* [Requirement] Those lines of the records that contain "async" are to be located and copied.

**** Records provided

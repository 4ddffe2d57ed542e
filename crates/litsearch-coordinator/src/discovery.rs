//! Literature-based discovery: title n-grams that co-occur with two topics
//! separately but never together.

use std::collections::BTreeMap;
use std::sync::Arc;

use serde::{Deserialize, Serialize};
use tracing::info;

use litsearch_core::config::RankingStrategy;
use litsearch_core::error::Result;
use litsearch_core::facet::NGRAM_DIMENSION;
use litsearch_core::key::CacheKey;
use litsearch_core::query::{SearchQuery, ShardPredicate};
use litsearch_core::traits::Shard;

use crate::coordinator::{sum_counts, Coordinator};

#[derive(Debug, Clone, PartialEq, Serialize, Deserialize)]
pub struct DisconnectedTerm {
    pub term: String,
    /// Occurrences under A-only plus B-only.
    pub count: u64,
    /// Corpus-wide frequency, when known.
    pub total: Option<u64>,
    pub score: f64,
}

/// N-gram tables of one shard for A ∧ ¬B, B ∧ ¬A and A ∧ B.
#[derive(Debug, Clone, Default, PartialEq)]
pub struct SplitCounts {
    pub a_only: BTreeMap<String, u64>,
    pub b_only: BTreeMap<String, u64>,
    pub both: BTreeMap<String, u64>,
}

impl SplitCounts {
    pub fn for_shard(shard: &dyn Shard, a: &ShardPredicate, b: &ShardPredicate) -> Result<Self> {
        Ok(Self {
            a_only: shard.facet_counts(&ShardPredicate::and_not(a.clone(), b.clone()), NGRAM_DIMENSION)?,
            b_only: shard.facet_counts(&ShardPredicate::and_not(b.clone(), a.clone()), NGRAM_DIMENSION)?,
            both: shard.facet_counts(&ShardPredicate::and(a.clone(), b.clone()), NGRAM_DIMENSION)?,
        })
    }

    pub fn sum<I: IntoIterator<Item = SplitCounts>>(parts: I) -> Self {
        let (mut a, mut b, mut both) = (Vec::new(), Vec::new(), Vec::new());
        for part in parts {
            a.push(part.a_only);
            b.push(part.b_only);
            both.push(part.both);
        }
        Self { a_only: sum_counts(a), b_only: sum_counts(b), both: sum_counts(both) }
    }
}

/// Terms seen under A-only and B-only but never under A and B together,
/// with their combined count.
pub fn disconnected(counts: &SplitCounts) -> BTreeMap<String, u64> {
    counts
        .a_only
        .iter()
        .filter(|(term, _)| !counts.both.contains_key(*term))
        .filter_map(|(term, a)| counts.b_only.get(term).map(|b| (term.clone(), a + b)))
        .collect()
}

/// Orders terms best first. Ties break on the term.
pub fn rank(terms: BTreeMap<String, u64>, totals: &BTreeMap<String, u64>, strategy: RankingStrategy) -> Vec<DisconnectedTerm> {
    let mut ranked: Vec<DisconnectedTerm> = terms
        .into_iter()
        .map(|(term, count)| {
            let total = totals.get(&term).copied();
            let score = match strategy {
                RankingStrategy::Count => count as f64,
                RankingStrategy::Ratio => count as f64 / total.filter(|t| *t > 0).unwrap_or(count.max(1)) as f64,
            };
            DisconnectedTerm { term, count, total, score }
        })
        .collect();
    ranked.sort_by(|a, b| b.score.total_cmp(&a.score).then_with(|| a.term.cmp(&b.term)));
    ranked
}

impl Coordinator {
    /// N-grams shared by the two topics' literatures that never appear in a
    /// document matching both, ranked by the configured strategy.
    pub async fn common_disconnected(&self, a: &SearchQuery, b: &SearchQuery) -> Result<Arc<Vec<DisconnectedTerm>>> {
        let key = CacheKey::discovery(a, b);
        let complete = std::sync::atomic::AtomicBool::new(false);
        self.caches
            .discovery
            .get_or_compute_if(key.clone(), |_| complete.load(std::sync::atomic::Ordering::Relaxed), || async {
                let pa = a.filtered_predicate()?;
                let pb = b.filtered_predicate()?;
                let round = self
                    .fan_out("discovery", key.fingerprint(), move |shard: &dyn Shard| SplitCounts::for_shard(shard, &pa, &pb))
                    .await?;
                let split_complete = round.is_complete();
                let counts = SplitCounts::sum(round.responses.into_iter().map(|(_, c)| c));
                let terms = disconnected(&counts);
                let (totals, totals_complete) =
                    self.global_totals(NGRAM_DIMENSION, terms.keys().cloned().collect(), key.fingerprint()).await?;
                complete.store(split_complete && totals_complete, std::sync::atomic::Ordering::Relaxed);

                let ranked = rank(terms, &totals, self.settings.ranking);
                info!(
                    a_only = counts.a_only.len(),
                    b_only = counts.b_only.len(),
                    both = counts.both.len(),
                    common = ranked.len(),
                    "disconnected terms computed"
                );
                Ok(Arc::new(ranked))
            })
            .await
    }
}

#[cfg(test)]
mod tests {
    use super::*;

    fn table(entries: &[(&str, u64)]) -> BTreeMap<String, u64> {
        entries.iter().map(|(t, c)| (t.to_string(), *c)).collect()
    }

    #[test]
    fn terms_in_both_are_removed_before_intersecting() {
        let counts = SplitCounts {
            a_only: table(&[("blood viscosity", 3), ("platelet aggregation", 2), ("fish oil", 1)]),
            b_only: table(&[("blood viscosity", 4), ("platelet aggregation", 1), ("vascular reactivity", 2)]),
            both: table(&[("platelet aggregation", 1)]),
        };
        let terms = disconnected(&counts);
        assert_eq!(terms, table(&[("blood viscosity", 7)]));
    }

    #[test]
    fn shard_tables_sum_before_set_algebra() {
        let shard0 = SplitCounts { a_only: table(&[("x", 1)]), b_only: BTreeMap::new(), both: BTreeMap::new() };
        let shard1 = SplitCounts { a_only: BTreeMap::new(), b_only: table(&[("x", 2)]), both: BTreeMap::new() };
        let shard2 = SplitCounts { a_only: table(&[("y", 1)]), b_only: table(&[("y", 1)]), both: table(&[("y", 1)]) };
        let counts = SplitCounts::sum(vec![shard0, shard1, shard2]);
        assert_eq!(disconnected(&counts), table(&[("x", 3)]));
    }

    #[test]
    fn ratio_ranking_prefers_rare_terms() {
        let terms = table(&[("common term", 10), ("rare term", 4)]);
        let totals = table(&[("common term", 1000), ("rare term", 5)]);
        let ranked = rank(terms.clone(), &totals, RankingStrategy::Ratio);
        assert_eq!(ranked[0].term, "rare term");
        assert_eq!(ranked[0].total, Some(5));

        let by_count = rank(terms, &totals, RankingStrategy::Count);
        assert_eq!(by_count[0].term, "common term");
    }

    #[test]
    fn ties_break_on_term() {
        let ranked = rank(table(&[("b", 2), ("a", 2)]), &BTreeMap::new(), RankingStrategy::Count);
        let order: Vec<_> = ranked.iter().map(|t| t.term.as_str()).collect();
        assert_eq!(order, vec!["a", "b"]);
    }
}
impl SearchQuery {
    /// Every document in the index, for facet overviews.
    pub fn all() -> Self {
        Self::FreeText(TextQuery {
            text: None,
            facets: FacetFilter::new(),
            skip: 0,
            top: DEFAULT_TOP,
            fdim: DEFAULT_FDIM,
            slop: DEFAULT_SLOP,
        })
    }

    pub fn free_text(text: &str) -> Self {
        Self::FreeText(TextQuery {
            text: non_blank(text),
            facets: FacetFilter::new(),
            skip: 0,
            top: DEFAULT_TOP,
            fdim: DEFAULT_FDIM,
            slop: DEFAULT_SLOP,
        })
    }

    pub fn field(field: &str, value: &str) -> Self {
        Self::Field(FieldQuery {
            field: field.trim().to_string(),
            value: value.trim().to_string(),
            facets: FacetFilter::new(),
            skip: 0,
            top: DEFAULT_TOP,
            fdim: DEFAULT_FDIM,
            slop: DEFAULT_SLOP,
        })
    }

    pub fn drilldown(facets: FacetFilter) -> Self {
        Self::FacetDrilldown(FacetQuery { facets, skip: 0, top: DEFAULT_TOP, fdim: DEFAULT_FDIM })
    }

    pub fn id(id: u64) -> Self {
        Self::Id { id }
    }

    /// Batch lookup; duplicate ids are dropped, first occurrence order kept.
    pub fn id_batch(ids: &[u64]) -> Self {
        let mut unique = Vec::with_capacity(ids.len());
        for id in ids {
            if !unique.contains(id) {
                unique.push(*id);
            }
        }
        Self::IdBatch { ids: unique }
    }

    pub fn with_page(mut self, skip: usize, top: usize) -> Self {
        match &mut self {
            Self::FreeText(q) => (q.skip, q.top) = (skip, top),
            Self::Field(q) => (q.skip, q.top) = (skip, top),
            Self::FacetDrilldown(q) => (q.skip, q.top) = (skip, top),
            Self::Id { .. } | Self::IdBatch { .. } => {}
        }
        self
    }

    pub fn with_fdim(mut self, fdim: usize) -> Self {
        match &mut self {
            Self::FreeText(q) => q.fdim = fdim,
            Self::Field(q) => q.fdim = fdim,
            Self::FacetDrilldown(q) => q.fdim = fdim,
            Self::Id { .. } | Self::IdBatch { .. } => {}
        }
        self
    }

    pub fn with_slop(mut self, slop: u32) -> Self {
        match &mut self {
            Self::FreeText(q) => q.slop = slop,
            Self::Field(q) => q.slop = slop,
            _ => {}
        }
        self
    }

    pub fn with_facets(mut self, facets: FacetFilter) -> Self {
        match &mut self {
            Self::FreeText(q) => q.facets = facets,
            Self::Field(q) => q.facets = facets,
            Self::FacetDrilldown(q) => q.facets = facets,
            Self::Id { .. } | Self::IdBatch { .. } => {}
        }
        self
    }

    pub fn with_facet(self, dimension: &str, value: &str) -> Self {
        let mut facets = self.facets().clone();
        facets.select(dimension, value);
        self.with_facets(facets)
    }

    pub fn kind(&self) -> QueryKind {
        match self {
            Self::FreeText(_) => QueryKind::FreeText,
            Self::Field(_) => QueryKind::Field,
            Self::FacetDrilldown(_) => QueryKind::FacetDrilldown,
            Self::Id { .. } => QueryKind::Id,
            Self::IdBatch { .. } => QueryKind::IdBatch,
        }
    }

    pub fn field_name(&self) -> Option<&str> {
        match self {
            Self::Field(q) => Some(q.field.as_str()),
            Self::Id { .. } | Self::IdBatch { .. } => Some(FIELD_ID),
            _ => None,
        }
    }

    /// The textual payload, if the query carries one.
    pub fn payload(&self) -> Option<&str> {
        match self {
            Self::FreeText(q) => q.text.as_deref(),
            Self::Field(q) => Some(q.value.as_str()),
            _ => None,
        }
    }

    /// Text worth sending to the concept annotator.
    pub fn annotatable_text(&self) -> Option<&str> {
        match self {
            Self::FreeText(q) => q.text.as_deref(),
            Self::Field(q) if !q.field.starts_with(INTERNAL_PREFIX) && q.field != FIELD_ID => {
                Some(q.value.as_str())
            }
            _ => None,
        }
    }

    pub fn facets(&self) -> &FacetFilter {
        match self {
            Self::FreeText(q) => &q.facets,
            Self::Field(q) => &q.facets,
            Self::FacetDrilldown(q) => &q.facets,
            Self::Id { .. } | Self::IdBatch { .. } => &NO_FACETS,
        }
    }

    pub fn skip(&self) -> usize {
        match self {
            Self::FreeText(q) => q.skip,
            Self::Field(q) => q.skip,
            Self::FacetDrilldown(q) => q.skip,
            Self::Id { .. } | Self::IdBatch { .. } => 0,
        }
    }

    pub fn top(&self) -> usize {
        match self {
            Self::FreeText(q) => q.top,
            Self::Field(q) => q.top,
            Self::FacetDrilldown(q) => q.top,
            Self::Id { .. } => 1,
            Self::IdBatch { ids } => ids.len(),
        }
    }

    pub fn fdim(&self) -> usize {
        match self {
            Self::FreeText(q) => q.fdim,
            Self::Field(q) => q.fdim,
            Self::FacetDrilldown(q) => q.fdim,
            Self::Id { .. } | Self::IdBatch { .. } => 0,
        }
    }

    pub fn slop(&self) -> u32 {
        match self {
            Self::FreeText(q) => q.slop,
            Self::Field(q) => q.slop,
            _ => DEFAULT_SLOP,
        }
    }

    /// How many documents each shard must return so the merged page is exact.
    pub fn max_docs(&self) -> usize {
        match self {
            Self::Id { .. } => ID_LOOKUP_MAX,
            Self::IdBatch { ids } => ids.len(),
            _ => self.skip().saturating_add(self.top()),
        }
    }

    /// Rewrites into the predicate every shard evaluates. Facet selections are
    /// not folded in here; shards apply them separately so they can count
    /// facets sideways. See [`SearchQuery::filtered_predicate`].
    pub fn rewrite(&self) -> Result<ShardPredicate> {
        match self {
            Self::FreeText(q) => Ok(match &q.text {
                None => ShardPredicate::AllDocuments,
                Some(text) => ShardPredicate::Text {
                    field: None,
                    query: rewrite_text(text),
                    raw: text.clone(),
                    slop: q.slop,
                },
            }),
            Self::Field(q) => rewrite_field(&q.field, &q.value, q.slop),
            Self::FacetDrilldown(_) => Ok(ShardPredicate::AllDocuments),
            Self::Id { id } => Ok(ShardPredicate::IdEquals(*id)),
            Self::IdBatch { ids } => Ok(ShardPredicate::IdIn(ids.clone())),
        }
    }

    /// The rewritten predicate with facet selections applied as hard filters.
    pub fn filtered_predicate(&self) -> Result<ShardPredicate> {
        let base = self.rewrite()?;
        if self.facets().is_empty() {
            Ok(base)
        } else {
            Ok(ShardPredicate::Drilldown { base: Box::new(base), facets: self.facets().clone() })
        }
    }
}

fn rewrite_field(field: &str, value: &str, slop: u32) -> Result<ShardPredicate> {
    if field.is_empty() {
        return Err(Error::malformed("empty field name"));
    }
    match field {
        FIELD_ID => value
            .trim()
            .parse::<u64>()
            .map(ShardPredicate::IdEquals)
            .map_err(|e| Error::malformed(format!("bogus id '{value}': {e}"))),
        FIELD_YEAR => YearRange::parse(value).map(ShardPredicate::YearRange),
        f if f.starts_with(INTERNAL_PREFIX) => {
            Ok(ShardPredicate::ExactTerm { field: f.to_string(), term: value.to_string() })
        }
        f => {
            if value.trim().is_empty() {
                return Err(Error::malformed(format!("empty query for field '{f}'")));
            }
            Ok(ShardPredicate::Text {
                field: Some(f.to_string()),
                query: rewrite_text(value),
                raw: value.to_string(),
                slop,
            })
        }
    }
}

/// Inclusive publication-year bounds; `None` leaves that side open.
#[derive(Debug, Clone, Copy, PartialEq, Eq, Serialize, Deserialize)]
pub struct YearRange {
    pub min: Option<i32>,
    pub max: Option<i32>,
}

impl YearRange {
    /// Accepts `ZZZZ`, `(XXXX,YYYY)`, `(,YYYY)` and `(XXXX,)`.
    pub fn parse(input: &str) -> Result<Self> {
        let bogus = |detail: String| Error::malformed(format!("bogus year format '{input}': {detail}"));
        let bound = |s: &str| -> Result<Option<i32>> {
            let s = s.trim();
            if s.is_empty() {
                Ok(None)
            } else {
                s.parse::<i32>().map(Some).map_err(|e| bogus(e.to_string()))
            }
        };

        let text = input.trim();
        if let Some(open) = text.find('(') {
            let inner = &text[open + 1..];
            let close = inner.find(')').ok_or_else(|| bogus("missing ')'".into()))?;
            let (lo, hi) = inner[..close]
                .split_once(',')
                .ok_or_else(|| bogus("expected (min,max)".into()))?;
            let range = Self { min: bound(lo)?, max: bound(hi)? };
            if let (Some(min), Some(max)) = (range.min, range.max) {
                if min > max {
                    return Err(bogus(format!("{min} is after {max}")));
                }
            }
            return Ok(range);
        }
        let year = text.parse::<i32>().map_err(|e| bogus(e.to_string()))?;
        Ok(Self { min: Some(year), max: Some(year) })
    }

    pub fn contains(&self, year: i32) -> bool {
        self.min.map_or(true, |min| year >= min) && self.max.map_or(true, |max| year <= max)
    }
}

/// What a shard must evaluate; compiled by each shard against its own index.
#[derive(Debug, Clone, PartialEq, Eq, Serialize, Deserialize)]
pub enum ShardPredicate {
    /// Every document written by this index version.
    AllDocuments,
    /// Normalized query syntax over `field` (default text fields when `None`).
    /// `raw` is the caller's text, used for the sloppy phrase fallback.
    Text { field: Option<String>, query: String, raw: String, slop: u32 },
    IdEquals(u64),
    IdIn(Vec<u64>),
    YearRange(YearRange),
    ExactTerm { field: String, term: String },
    Drilldown { base: Box<ShardPredicate>, facets: FacetFilter },
    And(Vec<ShardPredicate>),
    AndNot { include: Box<ShardPredicate>, exclude: Box<ShardPredicate> },
}

impl ShardPredicate {
    pub fn and(a: ShardPredicate, b: ShardPredicate) -> Self {
        Self::And(vec![a, b])
    }

    pub fn and_not(include: ShardPredicate, exclude: ShardPredicate) -> Self {
        Self::AndNot { include: Box::new(include), exclude: Box::new(exclude) }
    }
}

const OPERATORS: [&str; 3] = ["AND", "OR", "NOT"];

********

* [Task result]
    pub async fn common_disconnected(&self, a: &SearchQuery, b: &SearchQuery) -> Result<Arc<Vec<DisconnectedTerm>>> {
            .get_or_compute_if(key.clone(), |_| complete.load(std::sync::atomic::Ordering::Relaxed), || async {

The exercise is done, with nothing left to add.